Görevlilerin yerlerini değiştirme sanatını veya siyasetini Demokrat Parti kullanmıştı; sonunda başbakanlarını ve iki bakanlarını kurban ederek yok oldu...
Askerler kötü, yargıçlar kötü, iş adamları hırsız, gençler anarşist…
Geriye ne kaldı; bu gidişatın hayırlı sonu olur mu, bunun sonu gelir mi!?
***
Mevcut olan düzeni yok etmekle yeni düzen gelmez, yasaklarla yeni düzen, yer değiştirmelerle de yeni düzen gelmez. Bundan dolayı yeni düzeni ortaya koyduktan sonra eski düzenin gitmesini isteyeceğiz. Yeni düzen de her şeyden önce “ilim” ile gelir.
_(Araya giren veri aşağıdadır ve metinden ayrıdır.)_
use std::collections::HashMap;

use anyhow::{Context, anyhow};
use sqlx::{FromRow, PgPool, Postgres, Transaction};
use tracing::{instrument, warn};

use schoolbase_auth::{AuthzError, Role, RoleSet};
use schoolbase_core::pagination::Paginated;
use schoolbase_core::{AppError, hash_password};

use crate::modules::users::model::{
    CreateGuardianLinkDto, CreateUserDto, GuardianLink, RoleInfo, SetStudentLinkDto, UpdateUserDto,
    User, UserFilterParams, UserWithRoles, parse_role_names,
};
use schoolbase_models::ids::{GuardianLinkId, StudentId, UserId};

#[derive(Debug, FromRow)]
struct UserRow {
    #[sqlx(flatten)]
    user: User,
    student_id: Option<StudentId>,
}

fn unknown_roles(names: Vec<String>) -> AppError {
    AuthzError::UnknownRole(names.join(", ")).into_app_error()
}

fn roles_from_stored(user_id: UserId, names: &[String]) -> RoleSet {
    let (roles, unknown) = RoleSet::from_names(names);
    if !unknown.is_empty() {
        warn!(%user_id, ?unknown, "Ignoring unrecognised stored roles");
    }
    roles
}

pub struct UserService;

impl UserService {
    pub fn list_roles() -> Vec<RoleInfo> {
        Role::ALL.iter().copied().map(RoleInfo::from).collect()
    }

    #[instrument(skip(db))]
    pub async fn load_roles(db: &PgPool, user_id: UserId) -> Result<RoleSet, AppError> {
        let names = sqlx::query_scalar::<_, String>("SELECT role FROM user_roles WHERE user_id = $1")
            .bind(user_id)
            .fetch_all(db)
            .await
            .context("Failed to load user roles")
            .map_err(AppError::database)?;

        Ok(roles_from_stored(user_id, &names))
    }

    async fn load_roles_for(
        db: &PgPool,
        user_ids: Vec<UserId>,
    ) -> Result<HashMap<UserId, Vec<String>>, AppError> {
        let rows = sqlx::query_as::<_, (UserId, String)>(
            "SELECT user_id, role FROM user_roles WHERE user_id = ANY($1)",
        )
        .bind(user_ids)
        .fetch_all(db)
        .await
        .context("Failed to load user roles")
        .map_err(AppError::database)?;

        let mut by_user: HashMap<UserId, Vec<String>> = HashMap::new();
        for (user_id, role) in rows {
            by_user.entry(user_id).or_default().push(role);
        }
        Ok(by_user)
    }

    async fn replace_roles(
        tx: &mut Transaction<'_, Postgres>,
        user_id: UserId,
        roles: &RoleSet,
    ) -> Result<(), AppError> {
        sqlx::query("DELETE FROM user_roles WHERE user_id = $1")
            .bind(user_id)
            .execute(&mut **tx)
            .await?;

        let names = roles.names();
        sqlx::query(
            r#"
            INSERT INTO user_roles (user_id, role)
            SELECT $1, UNNEST($2::text[])
            "#,
        )
        .bind(user_id)
        .bind(&names)
        .execute(&mut **tx)
        .await?;

        Ok(())
    }

    /// The student record a portal account belongs to, if any.
    #[instrument(skip(db))]
    pub async fn linked_student(db: &PgPool, user_id: UserId) -> Result<Option<StudentId>, AppError> {
        let linked = sqlx::query_scalar::<_, Option<StudentId>>("SELECT student_id FROM users WHERE id = $1")
            .bind(user_id)
            .fetch_optional(db)
            .await
            .context("Failed to load student link")
            .map_err(AppError::database)?;

        Ok(linked.flatten())
    }

    #[instrument(skip(db))]
    pub async fn get_user_by_email(db: &PgPool, email: &str) -> Result<Option<User>, AppError> {
        let user = sqlx::query_as::<_, User>(
            r#"
            SELECT id, email, full_name, hashed_password, is_active, created_at
            FROM users
            WHERE LOWER(email) = LOWER($1)
            "#,
        )
        .bind(email.trim())
        .fetch_optional(db)
        .await
        .context("Failed to fetch user by email")
        .map_err(AppError::database)?;

        Ok(user)
    }

    #[instrument(skip(db))]
    pub async fn get_user(db: &PgPool, id: UserId) -> Result<UserWithRoles, AppError> {
        let row = sqlx::query_as::<_, UserRow>(
            r#"
            SELECT id, email, full_name, hashed_password, is_active, created_at, student_id
            FROM users
            WHERE id = $1
            "#,
        )
        .bind(id)
        .fetch_optional(db)
        .await
        .context("Failed to fetch user")
        .map_err(AppError::database)?
        .ok_or_else(|| AppError::not_found(anyhow!("User not found")))?;

        let roles = Self::load_roles(db, id).await?;
        Ok(UserWithRoles::new(row.user, roles, row.student_id))
    }

    #[instrument(skip(db))]
    pub async fn list_users(
        db: &PgPool,
        filters: UserFilterParams,
    ) -> Result<Paginated<UserWithRoles>, AppError> {
        let role = match filters.role.as_deref().map(str::trim).filter(|r| !r.is_empty()) {
            Some(name) => Some(
                name.parse::<Role>()
                    .map_err(|e| e.into_app_error())?
                    .as_str()
                    .to_string(),
            ),
            None => None,
        };
        let search = filters
            .search
            .as_deref()
            .map(str::trim)
            .filter(|s| !s.is_empty())
            .map(|s| format!("%{}%", s));
        let limit = filters.pagination.limit();
        let offset = filters.pagination.offset();

        let predicate = r#"
            ($1::text IS NULL OR u.email ILIKE $1 OR u.full_name ILIKE $1)
            AND ($2::text IS NULL OR EXISTS (
                SELECT 1 FROM user_roles ur WHERE ur.user_id = u.id AND ur.role = $2
            ))
            AND ($3::boolean IS NULL OR u.is_active = $3)
        "#;

        let total = sqlx::query_scalar::<_, i64>(&format!(
            "SELECT COUNT(*) FROM users u WHERE {predicate}"
        ))
        .bind(&search)
        .bind(&role)
        .bind(filters.is_active)
        .fetch_one(db)
        .await
        .context("Failed to count users")
        .map_err(AppError::database)?;

        let rows = sqlx::query_as::<_, UserRow>(&format!(
            r#"
            SELECT u.id, u.email, u.full_name, u.hashed_password, u.is_active, u.created_at, u.student_id
            FROM users u
            WHERE {predicate}
            ORDER BY u.created_at DESC, u.id
            LIMIT $4 OFFSET $5
            "#
        ))
        .bind(&search)
        .bind(&role)
        .bind(filters.is_active)
        .bind(limit)
        .bind(offset)
        .fetch_all(db)
        .await
        .context("Failed to fetch users")
        .map_err(AppError::database)?;

        let mut roles = Self::load_roles_for(db, rows.iter().map(|r| r.user.id).collect()).await?;
        let data = rows
            .into_iter()
            .map(|row| {
                let names = roles.remove(&row.user.id).unwrap_or_default();
                let role_set = roles_from_stored(row.user.id, &names);
                UserWithRoles::new(row.user, role_set, row.student_id)
            })
            .collect();

        Ok(Paginated {
            data,
            meta: filters.pagination.meta(total),
        })
    }

    #[instrument(skip(db, dto), fields(email = %dto.email))]
    pub async fn create_user(db: &PgPool, dto: CreateUserDto) -> Result<UserWithRoles, AppError> {
        let roles = parse_role_names(&dto.role_names).map_err(unknown_roles)?;
        let hashed_password = hash_password(&dto.password)?;

        let mut tx = db.begin().await?;

        let user = sqlx::query_as::<_, User>(
            r#"
            INSERT INTO users (email, full_name, hashed_password)
            VALUES ($1, $2, $3)
            RETURNING id, email, full_name, hashed_password, is_active, created_at
            "#,
        )
        .bind(dto.email.trim())
        .bind(&dto.full_name)
        .bind(&hashed_password)
        .fetch_one(&mut *tx)
        .await
        .map_err(|e| {
            if schoolbase_db::is_unique_violation(&e) {
                return AppError::conflict(anyhow!("User with email {} already exists", dto.email));
            }
            AppError::database(e)
        })?;

        Self::replace_roles(&mut tx, user.id, &roles).await?;
        tx.commit().await?;

        tracing::info!(user_id = %user.id, roles = ?roles.names(), "User created");
        Ok(UserWithRoles::new(user, roles, None))
    }

    #[instrument(skip(db, dto))]
    pub async fn update_user(
        db: &PgPool,
        id: UserId,
        dto: UpdateUserDto,
    ) -> Result<UserWithRoles, AppError> {
        let roles = match &dto.role_names {
            Some(names) => Some(parse_role_names(names).map_err(unknown_roles)?),
            None => None,
        };
        let hashed_password = match &dto.password {
            Some(password) => Some(hash_password(password)?),
            None => None,
        };

        let mut tx = db.begin().await?;

        let updated = sqlx::query(
            r#"
            UPDATE users
            SET full_name = COALESCE($2, full_name),
                hashed_password = COALESCE($3, hashed_password),
                is_active = COALESCE($4, is_active),
                updated_at = NOW()
            WHERE id = $1
            "#,
        )
        .bind(id)
        .bind(&dto.full_name)
        .bind(&hashed_password)
        .bind(dto.is_active)
        .execute(&mut *tx)
        .await
        .context("Failed to update user")
        .map_err(AppError::database)?;

        if updated.rows_affected() == 0 {
            return Err(AppError::not_found(anyhow!("User not found")));
        }

        if let Some(roles) = &roles {
            Self::replace_roles(&mut tx, id, roles).await?;
        }

        tx.commit().await?;
        Self::get_user(db, id).await
    }

    /// Users are never hard-deleted; deactivation blocks login.
    #[instrument(skip(db))]
    pub async fn deactivate_user(db: &PgPool, id: UserId) -> Result<(), AppError> {
        let result = sqlx::query("UPDATE users SET is_active = FALSE, updated_at = NOW() WHERE id = $1")
            .bind(id)
            .execute(db)
            .await
            .context("Failed to deactivate user")
            .map_err(AppError::database)?;

        if result.rows_affected() == 0 {
            return Err(AppError::not_found(anyhow!("User not found")));
        }
        Ok(())
    }

    #[instrument(skip(db))]
    pub async fn set_student_link(
        db: &PgPool,
        id: UserId,
        dto: SetStudentLinkDto,
    ) -> Result<UserWithRoles, AppError> {
        let result = sqlx::query("UPDATE users SET student_id = $2, updated_at = NOW() WHERE id = $1")
            .bind(id)
            .bind(dto.student_id)
            .execute(db)
            .await
            .map_err(|e| {
                if schoolbase_db::is_foreign_key_violation(&e) {
                    return AppError::not_found(anyhow!("Student not found"));
                }
                AppError::database(e)
            })?;

        if result.rows_affected() == 0 {
            return Err(AppError::not_found(anyhow!("User not found")));
        }

        Self::get_user(db, id).await
    }

    #[instrument(skip(db))]
    pub async fn list_guardian_links(db: &PgPool, user_id: UserId) -> Result<Vec<GuardianLink>, AppError> {
        let links = sqlx::query_as::<_, GuardianLink>(
            r#"
            SELECT id, parent_user_id, student_id, can_access_grades, can_access_attendance,
                   can_access_fees, can_access_disciplinary, created_at
            FROM guardian_links
            WHERE parent_user_id = $1
            ORDER BY created_at
            "#,
        )
        .bind(user_id)
        .fetch_all(db)
        .await
        .context("Failed to fetch guardian links")
        .map_err(AppError::database)?;

        Ok(links)
    }

    /// Links are not deduplicated: linking the same pair twice yields two rows.
    #[instrument(skip(db, dto))]
    pub async fn create_guardian_link(
        db: &PgPool,
        user_id: UserId,
        dto: CreateGuardianLinkDto,
    ) -> Result<GuardianLink, AppError> {
        let link = sqlx::query_as::<_, GuardianLink>(
            r#"
            INSERT INTO guardian_links
                (parent_user_id, student_id, can_access_grades, can_access_attendance,
                 can_access_fees, can_access_disciplinary)
            VALUES ($1, $2, $3, $4, $5, $6)
            RETURNING id, parent_user_id, student_id, can_access_grades, can_access_attendance,
                      can_access_fees, can_access_disciplinary, created_at
            "#,
        )
        .bind(user_id)
        .bind(dto.student_id)
        .bind(dto.can_access_grades)
        .bind(dto.can_access_attendance)
        .bind(dto.can_access_fees)
        .bind(dto.can_access_disciplinary)
        .fetch_one(db)
        .await
        .map_err(|e| {
            if schoolbase_db::is_foreign_key_violation(&e) {
                return AppError::not_found(anyhow!("User or student not found"));
            }
            AppError::database(e)
        })?;

        Ok(link)
    }

    #[instrument(skip(db))]
    pub async fn delete_guardian_link(
        db: &PgPool,
        user_id: UserId,
        link_id: GuardianLinkId,
    ) -> Result<(), AppError> {
        let result = sqlx::query("DELETE FROM guardian_links WHERE id = $1 AND parent_user_id = $2")
            .bind(link_id)
            .bind(user_id)
            .execute(db)
            .await
            .context("Failed to delete guardian link")
            .map_err(AppError::database)?;

        if result.rows_affected() == 0 {
            return Err(AppError::not_found(anyhow!("Guardian link not found")));
        }
        Ok(())
    }
}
İlim de mevcut ilimleri ezberlemekle değil, “yeni ilim ve yeni sistem/düzen” üretmekle elde edilir... Biz bu amaçla çalışmalarımızı 1960’lı yılların sonunda başlattık… Hâlen gece-gündüz durmadan çalışılmaktadır... Geçmişte bazı uygulamalar yapıldı; kaldığımız yerden uygulamalara devam etmeliyiz…
Artık yapılacaklar veya yapılması gerekenler ortadadır ve bir an önce yapılmalıdır. Ülkenin her bölgesi ayrı bir ekonomi ünitesidir. Türkiye 12 bölgeye ayrılacak, her bölgede birer araştırma ve uygulama kooperatifi kurulacak. Bunun için oralardaki birer bölgeyi bu kooperatiflere vermek yeterlidir. Altyapısını devlet getirecek, kooperatif siteler ve uygulamalar yapacak. Burada yani her sitede bir “araştırma ve uygulama/çalışma merkezi” olacak. Devlet bu araştırma merkezini para ile desteklemeyecek, kredi vermeyecek ama vergiden muaf tutacak. Araştırma ve uygulama/çalışma merkezi kendi sitesinde uygulayacağı projeleri kendisi üretecek, sadece betonarme hesaplarını devlet kontrol edecektir.
Bu kooperatifi kimler kuracak?
Siyasi partiler aldıkları oy sayısı ile orantılı olarak 20 kadar kurucuyu atayacak ve uygulama alanı için arsa tahsisi yapılacak...
Bu kooperatifler örnek kooperatif olacak, sonra halk o bölgelerde bunlara benzer kooperatifleri kuracak... Üye sayısına göre kooperatiflere hâlen değerlendirilmeyen orman ve dağlardan arsalar verilecek, kooperatifler çalışmalarını oralarda yapacak...
Devletin arazileri TOKİ’ye peşkeş çekilmeyecek... Bugün ihalelerle yine zenginler zengin edilmekte... Yarın özelleştirilerek yine dış sermayeye aktarılacak...
Ülkemiz havası ile güneşi ile suyu ile insanı ile bir dünya dinlenme merkezidir. İnsanlığa bunları sunmakla hem “üçüncü binyıl uygarlığını” oluşturacak, hem çıkar paralelliği içinde ülkemizi zengin edecek, hem de işsizliğe son verilecek...
***
“Millî Görüş” gömleğini çıkaran, “Adil (Ekonomik) Düzen” ceketini ve paltosunu hiç giymeyen iktidardakiler, bunları düşünmediler, böyle bir çalışmayı yapmadılar.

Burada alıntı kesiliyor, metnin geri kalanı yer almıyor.